Barret prit la main d'Elmyra, la serrant dans la sienne.
"Elle m'a fait promettre que je ne la pleurerais qu'un an. Ça fait trois maintenant."
Il ne comprenait pas pourquoi Elmyra s'estimait indigne de lui. Pourquoi elle disait qu'elle n'était qu'une cuisinière, qu'une femme de ménage. Qu'elle était trop vieille pour lui.

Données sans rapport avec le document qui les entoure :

//! Output formatting for the interactive shell

use crate::domain::CommandResult;

const DIVIDER: &str = "____________________________________________________________";

/// Output format
#[derive(Debug, Clone, Copy, PartialEq, Eq, Default, clap::ValueEnum)]
pub enum OutputFormat {
    #[default]
    Text,
    Json,
}

/// Output helper for consistent formatting
pub struct Output {
    format: OutputFormat,
    verbose: bool,
}

impl Output {
    pub fn new(format: OutputFormat, verbose: bool) -> Self {
        Self { format, verbose }
    }

    /// Prints the welcome banner (text only)
    pub fn banner(&self) {
        if self.is_text() {
            println!("{}", framed("Hello! I'm Cow\nWhat can I do for you?"));
        }
    }

    /// Prints the result of one command
    pub fn result(&self, command: &str, result: &CommandResult) {
        match self.format {
            OutputFormat::Text => println!("{}", framed(&result.message)),
            OutputFormat::Json => {
                println!(
                    "{}",
                    serde_json::json!({
                        "command": command,
                        "message": result.message,
                        "exit": result.exit,
                    })
                );
            }
        }
    }

    /// Prints an error message
    pub fn error(&self, message: &str) {
        match self.format {
            OutputFormat::Text => eprintln!("Error: {}", message),
            OutputFormat::Json => {
                eprintln!(
                    "{}",
                    serde_json::json!({
                        "success": false,
                        "error": message
                    })
                );
            }
        }
    }

    /// Prints a warning (always shown, on stderr)
    pub fn warn(&self, message: &str) {
        eprintln!("Warning: {}", message);
    }

    /// Returns true if using text format
    pub fn is_text(&self) -> bool {
        self.format == OutputFormat::Text
    }

    /// Prints a verbose debug message (only when --verbose is set)
    pub fn verbose(&self, message: &str) {
        if self.verbose {
            eprintln!("[verbose] {}", message);
        }
    }

    /// Prints a verbose debug message with context (only when --verbose is set)
    pub fn verbose_ctx(&self, context: &str, message: &str) {
        if self.verbose {
            eprintln!("[verbose:{}] {}", context, message);
        }
    }
}

fn framed(message: &str) -> String {
    format!("{DIVIDER}\n{message}\n{DIVIDER}")
}
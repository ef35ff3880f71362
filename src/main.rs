//! Cow - line-command task tracker

use std::process::ExitCode;

fn main() -> ExitCode {
    if let Err(e) = cow_tasks::cli::run() {
        eprintln!("Error: {:#}", e);
        ExitCode::FAILURE
    } else {
        ExitCode::SUCCESS
    }
}
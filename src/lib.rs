//! Cow - a line-command task tracker
//!
//! Tasks (todos, deadlines and events) are added, listed, searched, marked
//! and deleted through one-line commands and kept in a plain text file
//! between runs.

pub mod cli;
pub mod domain;
pub mod storage;

pub use domain::{Command, CommandResult, Task, TaskKind, TaskList};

(Et oui, la première fois qu'il avait vu les parents d'Aérith après ça, il s'était contenté de lui jeter un regard significatif.)
"S'il te plaît, viens avec nous," reprit Barret d'une voix basse.
Et il sortit son arme secrète.
"Ça fera plaisir à Marlène."
Elmyra lui jeta un petit regard sévère, réalisant fort bien ce qu'il faisait, mais elle finit par hocher la tête.
"Très bien… Mais appelle les pour les prévenir d'abord… s'il te plait."
"Si tu veux, mais ils ne refuseront pas."
"Il faudra que je prépare des repas d'avance pour les autres…" reprit pensivement Elmyra, réfléchissant aux futurs menus.
"Pas la peine, Elmyra, les enfants sont grands, ils pourront se débrouiller seul une journée," grommela Barret avant de réaliser que la gouvernante le regardait avec un petit sourire amusé. "Quoi ? "
"Tu réalises que tu viens d'appeler les Plombs : 'les enfants' ? "
Barret cligna des yeux.
Puis se prit le visage dans la main en grognant, priant pour que Zack n'apprenne jamais ce lapsus. Elmyra eu un petit rire et se releva, venant déposer un baiser sur les cicatrices sur la joue de Barret.
"Ton bras va mieux ? "
"Oui," admit Barret en pliant le coude.
"Alors allons nous coucher."
Barret obéit, se levant et prit la main d'Elmyra pour retourner à l'étage, tachant de faire grincer l'escalier le moins possible. Il ne lâcha pas la main de sa petite amie en passant devant la chambre de celle-ci, l'entraînant vers sa propre chambre, à son grand embarras.
"Barret ! " protesta-t-elle aussi bas que possible.
"Promis, c'est en tout bien, tout honneur," répondit Barret sur le même ton en la faisant entrer, vérifiant d'un regard que Marlène dormait bien.
"Mais c'est…" continua Elmyra quand il ferma la porte derrière elle. "Reeve…"
Barret la coupa d'un baiser, l'aidant à défaire sa robe de chambre avant de s'asseoir sur son lit, fort heureusement un des plus grands de Seventh Heaven.
"Tu es toujours la première debout et Reeve arrive plus tard, il n'en saura rien."
"J'ai l'impression d'être une adolescente qui transgresse le couvre-feu," avoua Elmyra en se glissant dans le lit de Barret, s'installant entre ses bras.
"Ça nous rajeunira tous les deux," déclara-t-il avant de lui donner un dernier baiser.